----- Records provided

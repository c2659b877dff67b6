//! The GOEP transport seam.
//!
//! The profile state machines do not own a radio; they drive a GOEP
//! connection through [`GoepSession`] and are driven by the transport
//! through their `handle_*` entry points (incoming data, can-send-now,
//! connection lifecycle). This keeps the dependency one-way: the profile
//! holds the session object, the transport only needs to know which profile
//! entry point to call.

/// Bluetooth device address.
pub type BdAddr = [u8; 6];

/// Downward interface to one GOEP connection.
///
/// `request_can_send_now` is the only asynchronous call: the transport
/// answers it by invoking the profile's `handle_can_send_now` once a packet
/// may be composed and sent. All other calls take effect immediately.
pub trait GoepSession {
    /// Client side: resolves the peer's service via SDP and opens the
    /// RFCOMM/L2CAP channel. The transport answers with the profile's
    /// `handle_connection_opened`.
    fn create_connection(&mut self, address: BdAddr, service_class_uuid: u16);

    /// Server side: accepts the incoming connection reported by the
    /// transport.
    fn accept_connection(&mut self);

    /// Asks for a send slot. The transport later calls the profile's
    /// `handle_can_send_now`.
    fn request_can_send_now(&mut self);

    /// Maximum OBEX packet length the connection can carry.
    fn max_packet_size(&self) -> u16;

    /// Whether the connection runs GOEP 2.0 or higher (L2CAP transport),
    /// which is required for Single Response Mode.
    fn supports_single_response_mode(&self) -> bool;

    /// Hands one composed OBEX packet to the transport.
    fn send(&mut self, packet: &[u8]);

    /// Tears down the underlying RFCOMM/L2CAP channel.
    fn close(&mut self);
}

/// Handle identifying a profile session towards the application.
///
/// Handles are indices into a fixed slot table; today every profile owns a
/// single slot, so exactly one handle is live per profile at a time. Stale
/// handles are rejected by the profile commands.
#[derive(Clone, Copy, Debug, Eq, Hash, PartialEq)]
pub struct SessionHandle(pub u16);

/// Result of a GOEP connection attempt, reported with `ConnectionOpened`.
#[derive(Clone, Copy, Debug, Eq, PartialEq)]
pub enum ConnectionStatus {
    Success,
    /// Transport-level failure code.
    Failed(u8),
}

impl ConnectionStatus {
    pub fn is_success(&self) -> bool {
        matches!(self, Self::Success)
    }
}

----------

• What you have to do:
Would you please write the entries out again in full, exactly as given?

• Solved problem:
repository c2659b877dff67b6
//! The GOEP transport seam.
//!
//! The profile state machines do not own a radio; they drive a GOEP
//! connection through [`GoepSession`] and are driven by the transport
//! through their `handle_*` entry points (incoming data, can-send-now,
//! connection lifecycle). This keeps the dependency one-way: the profile
//! holds the session object, the transport only needs to know which profile
//! entry point to call.

/// Bluetooth device address.
pub type BdAddr = [u8; 6];

/// Downward interface to one GOEP connection.
///
/// `request_can_send_now` is the only asynchronous call: the transport
/// answers it by invoking the profile's `handle_can_send_now` once a packet
/// may be composed and sent. All other calls take effect immediately.
pub trait GoepSession {
    /// Client side: resolves the peer's service via SDP and opens the
    /// RFCOMM/L2CAP channel. The transport answers with the profile's
    /// `handle_connection_opened`.
    fn create_connection(&mut self, address: BdAddr, service_class_uuid: u16);

    /// Server side: accepts the incoming connection reported by the
    /// transport.
    fn accept_connection(&mut self);

    /// Asks for a send slot. The transport later calls the profile's
    /// `handle_can_send_now`.
    fn request_can_send_now(&mut self);

    /// Maximum OBEX packet length the connection can carry.
    fn max_packet_size(&self) -> u16;

    /// Whether the connection runs GOEP 2.0 or higher (L2CAP transport),
    /// which is required for Single Response Mode.
    fn supports_single_response_mode(&self) -> bool;

    /// Hands one composed OBEX packet to the transport.
    fn send(&mut self, packet: &[u8]);

    /// Tears down the underlying RFCOMM/L2CAP channel.
    fn close(&mut self);
}

/// Handle identifying a profile session towards the application.
///
/// Handles are indices into a fixed slot table; today every profile owns a
/// single slot, so exactly one handle is live per profile at a time. Stale
/// handles are rejected by the profile commands.
#[derive(Clone, Copy, Debug, Eq, Hash, PartialEq)]
pub struct SessionHandle(pub u16);

/// Result of a GOEP connection attempt, reported with `ConnectionOpened`.
#[derive(Clone, Copy, Debug, Eq, PartialEq)]
pub enum ConnectionStatus {
    Success,
    /// Transport-level failure code.
    Failed(u8),
}

impl ConnectionStatus {
    pub fn is_success(&self) -> bool {
        matches!(self, Self::Success)
    }
}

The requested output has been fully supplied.